Closer to this, but I'm not saying that it would have to be to the level of an "experience," much less that it would necessarily entail the capacity to reflect on it or slice and dice its meaning. Even a Roomba needs some sense or internal modeling of a first-person perspective, emphasis on "some." The unit has to know where it is in relation to a ledge, for example. But even at this rudimentary level there is still the kernel of a self, because something has to be differentiated from the other somethings around which the first something must navigate.

> But why not 'we'?

Because it doesn't mean the same thing. If I lock you in a cell and don't bring you food, you'll starve. "We" (the royal we) could be well-fed and comfortable, but one of us will starve to death. This doesn't hinge on verbiage. You can use other labels if you like, but the underlying facts remain the same. A sandwich being eaten and you getting to eat the sandwich are not the same things.

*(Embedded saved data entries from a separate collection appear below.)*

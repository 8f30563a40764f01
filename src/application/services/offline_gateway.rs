use crate::application::ports::action_executor::ActionDispatcher;
use crate::application::services::action_queue::ActionQueue;
use crate::application::services::network_monitor::NetworkMonitor;
use crate::domain::entities::{ActionTarget, OfflineAction};
use crate::domain::value_objects::{ActionPayload, ActionType};
use crate::shared::error::AppError;
use serde_json::Value;
use std::sync::Arc;

#[derive(Debug, Clone, PartialEq)]
pub enum SubmitOutcome {
    /// Ran against the backend; carries the executor's result.
    Executed(Value),
    /// Stored for later. The UI renders a placeholder keyed by `action.id`.
    Queued(OfflineAction),
}

impl SubmitOutcome {
    pub fn is_queued(&self) -> bool {
        matches!(self, SubmitOutcome::Queued(_))
    }
}

/// UI からの操作をオンラインなら即実行、オフラインならキューへ積む
pub struct OfflineGateway {
    monitor: Arc<NetworkMonitor>,
    queue: Arc<ActionQueue>,
    dispatcher: Arc<ActionDispatcher>,
}

impl OfflineGateway {
    pub fn new(
        monitor: Arc<NetworkMonitor>,
        queue: Arc<ActionQueue>,
        dispatcher: Arc<ActionDispatcher>,
    ) -> Self {
        Self {
            monitor,
            queue,
            dispatcher,
        }
    }

    pub async fn submit(
        &self,
        action_type: ActionType,
        payload: ActionPayload,
        target: Option<ActionTarget>,
    ) -> Result<SubmitOutcome, AppError> {
        let executor = self.dispatcher.executor_for(&action_type).ok_or_else(|| {
            AppError::ConfigurationError(format!("no executor registered for {action_type}"))
        })?;

        if !self.monitor.is_online() {
            let action = self.queue.enqueue(action_type, payload, target).await?;
            return Ok(SubmitOutcome::Queued(action));
        }

        let value = executor.execute(&payload).await.map_err(|err| {
            tracing::debug!(
                target: "offline::gateway",
                action_type = %action_type,
                error = %err,
                "direct execution failed"
            );
            AppError::from(err)
        })?;
        Ok(SubmitOutcome::Executed(value))
    }
}
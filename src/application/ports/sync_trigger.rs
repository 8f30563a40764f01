use async_trait::async_trait;

/// オンライン復帰時に同期を開始する側のポート
#[async_trait]
pub trait SyncTrigger: Send + Sync {
    async fn on_online(&self);
}
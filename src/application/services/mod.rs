pub mod action_queue;
pub mod dead_letter_box;
pub mod network_monitor;
pub mod offline_gateway;
pub mod overlay;
pub mod realtime_reconciler;
pub mod result_cache;
pub mod sync_orchestrator;

pub use action_queue::ActionQueue;
pub use dead_letter_box::DeadLetterBox;
pub use network_monitor::{NetworkMonitor, SubscriptionId};
pub use offline_gateway::{OfflineGateway, SubmitOutcome};
pub use overlay::{overlay_pending, ObservedRecord};
pub use realtime_reconciler::{CollectionSpec, RealtimeReconciler};
pub use result_cache::ResultCache;
pub use sync_orchestrator::SyncOrchestrator;
use serde::{Deserialize, Serialize};
use std::fmt;

/// オフラインで受け付けるミューテーションの種類。
///
/// The set is closed; `Unknown` only exists so that a queue persisted by a
/// different build can still be loaded. Nothing can be registered for it.
#[derive(Debug, Clone, PartialEq, Eq, Hash, Serialize, Deserialize)]
#[serde(from = "String", into = "String")]
pub enum ActionType {
    CreatePickupRequest,
    DeletePickupRequest,
    UpdateAssignmentStatus,
    SendMessage,
    UpdateProfile,
    UpdateLocation,
    Unknown(String),
}

impl ActionType {
    pub const ALL: [ActionType; 6] = [
        ActionType::CreatePickupRequest,
        ActionType::DeletePickupRequest,
        ActionType::UpdateAssignmentStatus,
        ActionType::SendMessage,
        ActionType::UpdateProfile,
        ActionType::UpdateLocation,
    ];

    pub fn as_str(&self) -> &str {
        match self {
            ActionType::CreatePickupRequest => "create_pickup_request",
            ActionType::DeletePickupRequest => "delete_pickup_request",
            ActionType::UpdateAssignmentStatus => "update_assignment_status",
            ActionType::SendMessage => "send_message",
            ActionType::UpdateProfile => "update_profile",
            ActionType::UpdateLocation => "update_location",
            ActionType::Unknown(value) => value.as_str(),
        }
    }

    pub fn is_known(&self) -> bool {
        !matches!(self, ActionType::Unknown(_))
    }
}

impl From<&str> for ActionType {
    fn from(value: &str) -> Self {
        match value {
            "create_pickup_request" => ActionType::CreatePickupRequest,
            "delete_pickup_request" => ActionType::DeletePickupRequest,
            "update_assignment_status" => ActionType::UpdateAssignmentStatus,
            "send_message" => ActionType::SendMessage,
            "update_profile" => ActionType::UpdateProfile,
            "update_location" => ActionType::UpdateLocation,
            other => ActionType::Unknown(other.to_string()),
        }
    }
}

impl From<String> for ActionType {
    fn from(value: String) -> Self {
        ActionType::from(value.as_str())
    }
}

impl From<ActionType> for String {
    fn from(kind: ActionType) -> Self {
        match kind {
            ActionType::Unknown(value) => value,
            other => other.as_str().to_string(),
        }
    }
}

impl fmt::Display for ActionType {
    fn fmt(&self, f: &mut fmt::Formatter<'_>) -> fmt::Result {
        write!(f, "{}", self.as_str())
    }
}
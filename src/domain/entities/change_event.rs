use serde::{Deserialize, Serialize};
use serde_json::Value;

#[derive(Debug, Clone, Copy, PartialEq, Eq, Hash, Serialize, Deserialize)]
#[serde(rename_all = "UPPERCASE")]
pub enum ChangeKind {
    Insert,
    Update,
    Delete,
}

/// サーバーから push された変更通知
#[derive(Debug, Clone, PartialEq, Serialize, Deserialize)]
#[serde(rename_all = "camelCase")]
pub struct ChangeEvent {
    pub entity_type: String,
    pub kind: ChangeKind,
    #[serde(default)]
    pub new_record: Option<Value>,
    #[serde(default)]
    pub old_record: Option<Value>,
}

impl ChangeEvent {
    pub fn insert(entity_type: impl Into<String>, record: Value) -> Self {
        Self {
            entity_type: entity_type.into(),
            kind: ChangeKind::Insert,
            new_record: Some(record),
            old_record: None,
        }
    }

    pub fn update(entity_type: impl Into<String>, record: Value, old: Option<Value>) -> Self {
        Self {
            entity_type: entity_type.into(),
            kind: ChangeKind::Update,
            new_record: Some(record),
            old_record: old,
        }
    }

    pub fn delete(entity_type: impl Into<String>, old: Value) -> Self {
        Self {
            entity_type: entity_type.into(),
            kind: ChangeKind::Delete,
            new_record: None,
            old_record: Some(old),
        }
    }

    /// Logical id of the affected record. Deletes usually only carry it on the old record.
    pub fn record_id(&self, id_field: &str) -> Option<String> {
        let lookup = |record: &Option<Value>| {
            record
                .as_ref()
                .and_then(|value| value.get(id_field))
                .and_then(id_to_string)
        };
        match self.kind {
            ChangeKind::Delete => lookup(&self.old_record).or_else(|| lookup(&self.new_record)),
            _ => lookup(&self.new_record).or_else(|| lookup(&self.old_record)),
        }
    }
}

pub(crate) fn id_to_string(value: &Value) -> Option<String> {
    match value {
        Value::String(s) => Some(s.clone()),
        Value::Number(n) => Some(n.to_string()),
        _ => None,
    }
}
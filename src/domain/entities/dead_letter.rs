use super::offline_action::OfflineAction;
use chrono::{DateTime, Utc};
use serde::{Deserialize, Serialize};
use std::fmt;

#[derive(Debug, Clone, Copy, PartialEq, Eq, Serialize, Deserialize)]
#[serde(rename_all = "snake_case")]
pub enum DropReason {
    /// No executor is registered for the action type.
    UnknownActionType,
    /// The executor rejected the payload; retrying cannot succeed.
    Rejected,
    RetriesExhausted,
}

impl fmt::Display for DropReason {
    fn fmt(&self, f: &mut fmt::Formatter<'_>) -> fmt::Result {
        let label = match self {
            DropReason::UnknownActionType => "unknown_action_type",
            DropReason::Rejected => "rejected",
            DropReason::RetriesExhausted => "retries_exhausted",
        };
        f.write_str(label)
    }
}

/// キューから除外されたアクションの記録
#[derive(Debug, Clone, PartialEq, Serialize, Deserialize)]
#[serde(rename_all = "camelCase")]
pub struct DeadLetter {
    pub action: OfflineAction,
    pub reason: DropReason,
    pub error: Option<String>,
    pub dropped_at: DateTime<Utc>,
}

impl DeadLetter {
    pub fn new(
        action: OfflineAction,
        reason: DropReason,
        error: Option<String>,
        dropped_at: DateTime<Utc>,
    ) -> Self {
        Self {
            action,
            reason,
            error,
            dropped_at,
        }
    }
}
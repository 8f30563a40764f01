pub mod cache_entry;
pub mod change_event;
pub mod dead_letter;
pub mod network_state;
pub mod offline_action;
pub mod sync_result;

pub use cache_entry::{CacheEntry, CachedResult};
pub use change_event::{ChangeEvent, ChangeKind};
pub use dead_letter::{DeadLetter, DropReason};
pub use network_state::{NetworkState, ProbeReading};
pub use offline_action::{ActionMetadata, ActionTarget, OfflineAction, TargetEffect};
pub use sync_result::{DrainOutcome, DrainReport, ManualSyncResult, SyncEvent};
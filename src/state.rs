use crate::application::ports::action_executor::ActionDispatcher;
use crate::application::ports::key_value_store::KeyValueStore;
use crate::application::ports::network_probe::NetworkProbe;
use crate::application::services::{
    ActionQueue, DeadLetterBox, NetworkMonitor, OfflineGateway, RealtimeReconciler, ResultCache,
    SyncOrchestrator,
};
use crate::domain::entities::ProbeReading;
use crate::infrastructure::storage::SqliteKeyValueStore;
use crate::shared::clock::{Clock, SystemClock};
use crate::shared::config::AppConfig;
use crate::shared::error::AppError;
use std::sync::Arc;
use std::time::Duration;
use tokio::sync::mpsc;
use tokio::task::JoinHandle;

/// オフライン同期レイヤー全体の状態
#[derive(Clone)]
pub struct OfflineRuntime {
    pub config: AppConfig,
    pub store: Arc<dyn KeyValueStore>,
    pub monitor: Arc<NetworkMonitor>,
    pub queue: Arc<ActionQueue>,
    pub cache: Arc<ResultCache>,
    pub dead_letters: Arc<DeadLetterBox>,
    pub dispatcher: Arc<ActionDispatcher>,
    pub orchestrator: Arc<SyncOrchestrator>,
    pub gateway: Arc<OfflineGateway>,
    pub reconciler: Arc<RealtimeReconciler>,
}

impl OfflineRuntime {
    /// Opens the configured sqlite store and restores persisted state from it.
    pub async fn initialize(
        config: AppConfig,
        probe: Arc<dyn NetworkProbe>,
        dispatcher: Arc<ActionDispatcher>,
    ) -> Result<Self, AppError> {
        config.validate().map_err(AppError::ConfigurationError)?;
        let store = Arc::new(SqliteKeyValueStore::connect(&config.storage).await?);
        Self::with_store(config, store, Arc::new(SystemClock), probe, dispatcher).await
    }

    pub async fn with_store(
        config: AppConfig,
        store: Arc<dyn KeyValueStore>,
        clock: Arc<dyn Clock>,
        probe: Arc<dyn NetworkProbe>,
        dispatcher: Arc<ActionDispatcher>,
    ) -> Result<Self, AppError> {
        config.validate().map_err(AppError::ConfigurationError)?;

        let queue = Arc::new(ActionQueue::new(
            Arc::clone(&store),
            config.storage.queue_key.clone(),
            Arc::clone(&clock),
        ));
        let cache = Arc::new(
            ResultCache::new(
                Arc::clone(&store),
                config.storage.cache_key.clone(),
                Arc::clone(&clock),
            )
            .with_max_age(config.cache.max_age_minutes),
        );
        let dead_letters = Arc::new(DeadLetterBox::new(
            Arc::clone(&store),
            config.storage.dead_letter_key.clone(),
            clock,
        ));

        let queued = queue.load_from_store().await?;
        let cached = cache.load_from_store().await?;
        let dropped = dead_letters.load_from_store().await?;
        tracing::info!(
            target: "offline::runtime",
            queued,
            cached,
            dropped,
            "offline state restored"
        );

        let monitor = Arc::new(NetworkMonitor::new(probe));
        let orchestrator = SyncOrchestrator::new(
            Arc::clone(&monitor),
            Arc::clone(&queue),
            Arc::clone(&dead_letters),
            Arc::clone(&dispatcher),
            &config.sync,
        );
        let gateway = Arc::new(OfflineGateway::new(
            Arc::clone(&monitor),
            Arc::clone(&queue),
            Arc::clone(&dispatcher),
        ));
        let reconciler = Arc::new(RealtimeReconciler::new(Some(Arc::clone(&cache))));

        Ok(Self {
            config,
            store,
            monitor,
            queue,
            cache,
            dead_letters,
            dispatcher,
            orchestrator,
            gateway,
            reconciler,
        })
    }

    /// Channel for the platform's connectivity callbacks, sized from config.
    pub fn platform_channel(&self) -> (mpsc::Sender<ProbeReading>, mpsc::Receiver<ProbeReading>) {
        mpsc::channel(self.config.network.event_buffer)
    }

    /// Takes a first reading, then keeps the monitor fed. With `auto_sync`
    /// a non-empty queue starts draining as soon as the device is online.
    pub async fn start(
        &self,
        platform_events: Option<mpsc::Receiver<ProbeReading>>,
    ) -> Vec<JoinHandle<()>> {
        let mut handles = Vec::new();
        self.monitor.refresh().await;
        if let Some(events) = platform_events {
            handles.push(self.monitor.spawn_listener(events));
        }
        let every = Duration::from_secs(self.config.network.probe_interval_secs);
        handles.push(self.monitor.spawn_probe_loop(every));
        handles
    }

    /// ログアウト時に端末上のデータを破棄
    pub async fn logout(&self) -> Result<(), AppError> {
        let discarded = self.queue.clear().await?;
        self.dead_letters.clear().await?;
        self.cache.clear().await?;
        self.reconciler.reset().await;
        tracing::info!(target: "offline::runtime", discarded, "local offline data cleared");
        Ok(())
    }
}

#[cfg(test)]
mod tests {
    use super::*;
    use crate::domain::value_objects::{ActionPayload, ActionType};
    use crate::infrastructure::storage::MemoryKeyValueStore;
    use async_trait::async_trait;
    use serde_json::json;

    struct StaticProbe(ProbeReading);

    #[async_trait]
    impl NetworkProbe for StaticProbe {
        async fn probe(&self) -> Result<ProbeReading, AppError> {
            Ok(self.0)
        }
    }

    async fn runtime(store: Arc<dyn KeyValueStore>, reading: ProbeReading) -> OfflineRuntime {
        OfflineRuntime::with_store(
            AppConfig::default(),
            store,
            Arc::new(SystemClock),
            Arc::new(StaticProbe(reading)),
            Arc::new(ActionDispatcher::new()),
        )
        .await
        .unwrap()
    }

    #[tokio::test]
    async fn test_restores_queue_from_shared_store() {
        let store: Arc<dyn KeyValueStore> = Arc::new(MemoryKeyValueStore::new());
        let first = runtime(Arc::clone(&store), ProbeReading::offline()).await;
        first
            .queue
            .enqueue(
                ActionType::SendMessage,
                ActionPayload::new(json!({"body": "hello"})).unwrap(),
                None,
            )
            .await
            .unwrap();
        first.cache.put("requests", json!([])).await.unwrap();

        let second = runtime(store, ProbeReading::offline()).await;
        assert_eq!(second.queue.len().await, 1);
        assert!(second.cache.get("requests").await.is_some());
    }

    #[tokio::test]
    async fn test_logout_clears_everything() {
        let state = runtime(Arc::new(MemoryKeyValueStore::new()), ProbeReading::offline()).await;
        state
            .queue
            .enqueue(
                ActionType::UpdateProfile,
                ActionPayload::new(json!({"name": "n"})).unwrap(),
                None,
            )
            .await
            .unwrap();
        state.cache.put("profile", json!({"name": "n"})).await.unwrap();

        state.logout().await.unwrap();

        assert!(state.queue.is_empty().await);
        assert!(state.cache.keys().await.is_empty());
    }

    #[tokio::test]
    async fn test_invalid_config_is_rejected() {
        let mut config = AppConfig::default();
        config.sync.max_attempts = 0;
        let result = OfflineRuntime::with_store(
            config,
            Arc::new(MemoryKeyValueStore::new()),
            Arc::new(SystemClock),
            Arc::new(StaticProbe(ProbeReading::offline())),
            Arc::new(ActionDispatcher::new()),
        )
        .await;
        assert!(matches!(result, Err(AppError::ConfigurationError(_))));
    }

    #[tokio::test]
    async fn test_cache_window_comes_from_config() {
        let mut config = AppConfig::default();
        config.cache.max_age_minutes = 10;
        let clock = crate::shared::clock::ManualClock::default();
        let state = OfflineRuntime::with_store(
            config,
            Arc::new(MemoryKeyValueStore::new()),
            Arc::new(clock.clone()),
            Arc::new(StaticProbe(ProbeReading::offline())),
            Arc::new(ActionDispatcher::new()),
        )
        .await
        .unwrap();
        assert_eq!(state.cache.max_age_minutes(), 10);

        state.cache.put("requests", json!([])).await.unwrap();
        clock.advance(chrono::Duration::minutes(10));
        assert!(!state.cache.needs_refresh("requests").await);
        clock.advance(chrono::Duration::minutes(1));
        assert!(state.cache.needs_refresh("requests").await);
    }

    #[tokio::test]
    async fn test_start_takes_first_reading() {
        let state = runtime(Arc::new(MemoryKeyValueStore::new()), ProbeReading::online()).await;
        let (_tx, rx) = state.platform_channel();
        let handles = state.start(Some(rx)).await;
        assert!(state.monitor.is_online());
        assert_eq!(handles.len(), 2);
        for handle in handles {
            handle.abort();
        }
    }
}
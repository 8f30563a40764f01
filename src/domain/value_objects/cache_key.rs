use serde::{Deserialize, Serialize};
use std::fmt;

/// 論理クエリ単位のキャッシュキー（例: `client:42:active_requests`）。
#[derive(Debug, Clone, PartialEq, Eq, Hash, PartialOrd, Ord, Serialize, Deserialize)]
pub struct CacheKey(String);

impl CacheKey {
    pub fn new(value: String) -> Result<Self, String> {
        Self::validate(&value)?;
        Ok(Self(value))
    }

    pub fn as_str(&self) -> &str {
        &self.0
    }

    fn validate(value: &str) -> Result<(), String> {
        if value.trim().is_empty() {
            return Err("Cache key cannot be empty".to_string());
        }
        Ok(())
    }
}

impl fmt::Display for CacheKey {
    fn fmt(&self, f: &mut fmt::Formatter<'_>) -> fmt::Result {
        write!(f, "{}", self.0)
    }
}

impl From<CacheKey> for String {
    fn from(key: CacheKey) -> Self {
        key.0
    }
}

impl TryFrom<&str> for CacheKey {
    type Error = String;

    fn try_from(value: &str) -> Result<Self, Self::Error> {
        Self::new(value.to_string())
    }
}
#![allow(dead_code)]

use async_trait::async_trait;
use pickup_sync::domain::entities::ProbeReading;
use pickup_sync::shared::clock::{Clock, ManualClock};
use pickup_sync::shared::config::AppConfig;
use pickup_sync::shared::error::AppError;
use pickup_sync::{
    ActionDispatcher, ActionExecutor, ExecutionError, KeyValueStore, NetworkProbe, OfflineRuntime,
};
use pickup_sync::domain::value_objects::ActionPayload;
use serde_json::{json, Value};
use std::collections::VecDeque;
use std::sync::{Arc, Mutex};
use std::time::Duration;

/// Probe whose answer the test flips by hand.
pub struct SwitchableProbe {
    reading: Mutex<ProbeReading>,
}

impl SwitchableProbe {
    pub fn new(reading: ProbeReading) -> Arc<Self> {
        Arc::new(Self {
            reading: Mutex::new(reading),
        })
    }

    pub fn set(&self, reading: ProbeReading) {
        *self.reading.lock().unwrap() = reading;
    }
}

#[async_trait]
impl NetworkProbe for SwitchableProbe {
    async fn probe(&self) -> Result<ProbeReading, AppError> {
        Ok(*self.reading.lock().unwrap())
    }
}

/// Executor that records every payload it sees and answers from a script.
/// Once the script runs out it succeeds.
pub struct RecordingExecutor {
    calls: Mutex<Vec<Value>>,
    script: Mutex<VecDeque<Result<Value, ExecutionError>>>,
    delay: Option<Duration>,
}

impl RecordingExecutor {
    pub fn succeeding() -> Arc<Self> {
        Self::scripted(Vec::new())
    }

    pub fn scripted(script: Vec<Result<Value, ExecutionError>>) -> Arc<Self> {
        Arc::new(Self {
            calls: Mutex::new(Vec::new()),
            script: Mutex::new(script.into()),
            delay: None,
        })
    }

    pub fn failing_forever() -> Arc<Self> {
        Self::scripted(
            (0..16)
                .map(|i| Err(ExecutionError::transient(format!("503 attempt {i}"))))
                .collect(),
        )
    }

    pub fn slow(delay: Duration) -> Arc<Self> {
        Arc::new(Self {
            calls: Mutex::new(Vec::new()),
            script: Mutex::new(VecDeque::new()),
            delay: Some(delay),
        })
    }

    pub fn calls(&self) -> Vec<Value> {
        self.calls.lock().unwrap().clone()
    }

    pub fn call_count(&self) -> usize {
        self.calls.lock().unwrap().len()
    }
}

#[async_trait]
impl ActionExecutor for RecordingExecutor {
    async fn execute(&self, payload: &ActionPayload) -> Result<Value, ExecutionError> {
        self.calls.lock().unwrap().push(payload.as_json().clone());
        if let Some(delay) = self.delay {
            tokio::time::sleep(delay).await;
        }
        let next = self.script.lock().unwrap().pop_front();
        next.unwrap_or_else(|| Ok(json!({"ok": true})))
    }
}

pub fn payload(value: Value) -> ActionPayload {
    ActionPayload::new(value).expect("payload")
}

pub fn test_config() -> AppConfig {
    let mut config = AppConfig::default();
    config.storage.database_url = "sqlite::memory:".to_string();
    config
}

pub async fn build_runtime(
    store: Arc<dyn KeyValueStore>,
    clock: Arc<dyn Clock>,
    probe: Arc<SwitchableProbe>,
    dispatcher: Arc<ActionDispatcher>,
) -> OfflineRuntime {
    pickup_sync::init_logging();
    OfflineRuntime::with_store(test_config(), store, clock, probe, dispatcher)
        .await
        .expect("runtime")
}

pub fn manual_clock() -> Arc<ManualClock> {
    Arc::new(ManualClock::new(
        chrono::DateTime::parse_from_rfc3339("2026-03-01T08:00:00Z")
            .expect("timestamp")
            .with_timezone(&chrono::Utc),
    ))
}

Only one nourishes you.

>Or perhaps there are many different experiences occuring that provide a perception as if there is one entity doing all of it and experiencing all of it.

Perhaps I'm just a Boltzmann brain and I'm imagining all of this. Perhaps this, perhaps that. I focus on how I and others actually engage the world. There is a vast sea of possibilities that we can't prove false. But I want to know how people actually think the world is, and why they think so.

>It's not clear to me what you mean when you refer to yourself.

When you cross the road, do you take care to avoid getting hit by cars? Do you pause in the middle of a busy street to parse what the "I" is you're trying to preserve from being hit by a car?

If you call the police and say someone is trying to kill you, would it make sense for them to say that it's not clear to them what you mean when you refer to yourself? I'm not asking merely if it would be appropriate in that emergency situation, rather I'm saying it would look like a silly and facile question. The question does not seem deep to me. Are you arguing for something, or trying to coax me towards an idea?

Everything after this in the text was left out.